Truth be told, until now I had never heard of the American Alternative Metal band Gemini Syndrome. For those uninitiated to this band, here’s a brief synopsis of the band’s history: Gemini Syndrome was formed in 2010 in Los Angeles, California by vocalist Aaron Nordstrom (former OTEP guitarist), drummer Brian Steele Medina (former TOIZ) and bassist Alessandro Paveri. The former guitarists Rich Juzwick and Mike Salerno were both replaced in 2017 by Miguel “Meegs” Rascón and Nicholas Paul Arnold.

Gemini Syndrome has, to this day, two studio albums to their credit. Their debut album, titled ‘Lux’ was released in 2013 and taps in the same musical vein of Tool, Mudvayne and Five Finger Death Punch and gained quite a bit of notoriety within the American underground metal scene.

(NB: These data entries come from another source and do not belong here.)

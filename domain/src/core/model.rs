//! Model value object representing a backend LLM model

use serde::{Deserialize, Deserializer, Serialize, Serializer};

/// Models the backend knows how to serve (Value Object)
///
/// The backend forwards the identifier verbatim to its Ollama runtime, so any
/// unknown identifier is kept as [`Model::Custom`] instead of being rejected.
#[derive(Debug, Clone, PartialEq, Eq, Hash)]
pub enum Model {
    Llama2,
    Llama32,
    Custom(String),
}

impl Model {
    /// Get the string identifier for this model
    pub fn as_str(&self) -> &str {
        match self {
            Model::Llama2 => "llama2",
            Model::Llama32 => "llama3.2",
            Model::Custom(s) => s,
        }
    }

    /// Models offered in the model picker
    pub fn supported() -> Vec<Model> {
        vec![Model::Llama2, Model::Llama32]
    }

    /// Human-readable label
    pub fn display_name(&self) -> &str {
        match self {
            Model::Llama2 => "Llama 2",
            Model::Llama32 => "Llama 3.2",
            Model::Custom(s) => s,
        }
    }

    pub fn is_custom(&self) -> bool {
        matches!(self, Model::Custom(_))
    }
}

impl Default for Model {
    /// Returns the default model (llama2)
    fn default() -> Self {
        Model::Llama2
    }
}

impl std::fmt::Display for Model {
    fn fmt(&self, f: &mut std::fmt::Formatter<'_>) -> std::fmt::Result {
        write!(f, "{}", self.as_str())
    }
}

impl std::str::FromStr for Model {
    type Err = std::convert::Infallible;

    fn from_str(s: &str) -> std::result::Result<Self, Self::Err> {
        Ok(match s.trim() {
            "llama2" => Model::Llama2,
            "llama3.2" => Model::Llama32,
            other => Model::Custom(other.to_string()),
        })
    }
}

impl Serialize for Model {
    fn serialize<S>(&self, serializer: S) -> Result<S::Ok, S::Error>
    where
        S: Serializer,
    {
        serializer.serialize_str(self.as_str())
    }
}

impl<'de> Deserialize<'de> for Model {
    fn deserialize<D>(deserializer: D) -> Result<Self, D::Error>
    where
        D: Deserializer<'de>,
    {
        let s = String::deserialize(deserializer)?;
        let Ok(model) = s.parse::<Model>();
        Ok(model)
    }
}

Their sophomore album ‘Memento Mori’, released in 2016, managed to do even better and reached the number one position in the US Billboard Heatseekers Charts.


With the release of ‘3rd Degree – The Raising’, Gemini Syndrome closes the third and closing chapter of their ‘Synner Society’ trilogy. A trilogy that started with the release of their debut album ‘Lux’, (meaning “Light” which dealt with the concept of birth) and continued with the release of ‘Memento Mori’, (meaning “Remember That We Must Die,” and dealt with the finite nature of life concept). Gemini Syndrome’s latest studio album is lyrically focused on traversing Death, being Reborn and reintegrating with our true self, and thus being raised into the next degree of experience. Well, that’s some heavy food-for-thought, don’t you think?! Well, that’s exactly the band’s intention. Gemini Syndrome wants, as they put it themselves; “To provoke the listener to think about the mystery of life, the nature of reality, the roles we play therein, and the masks we wear in this world.”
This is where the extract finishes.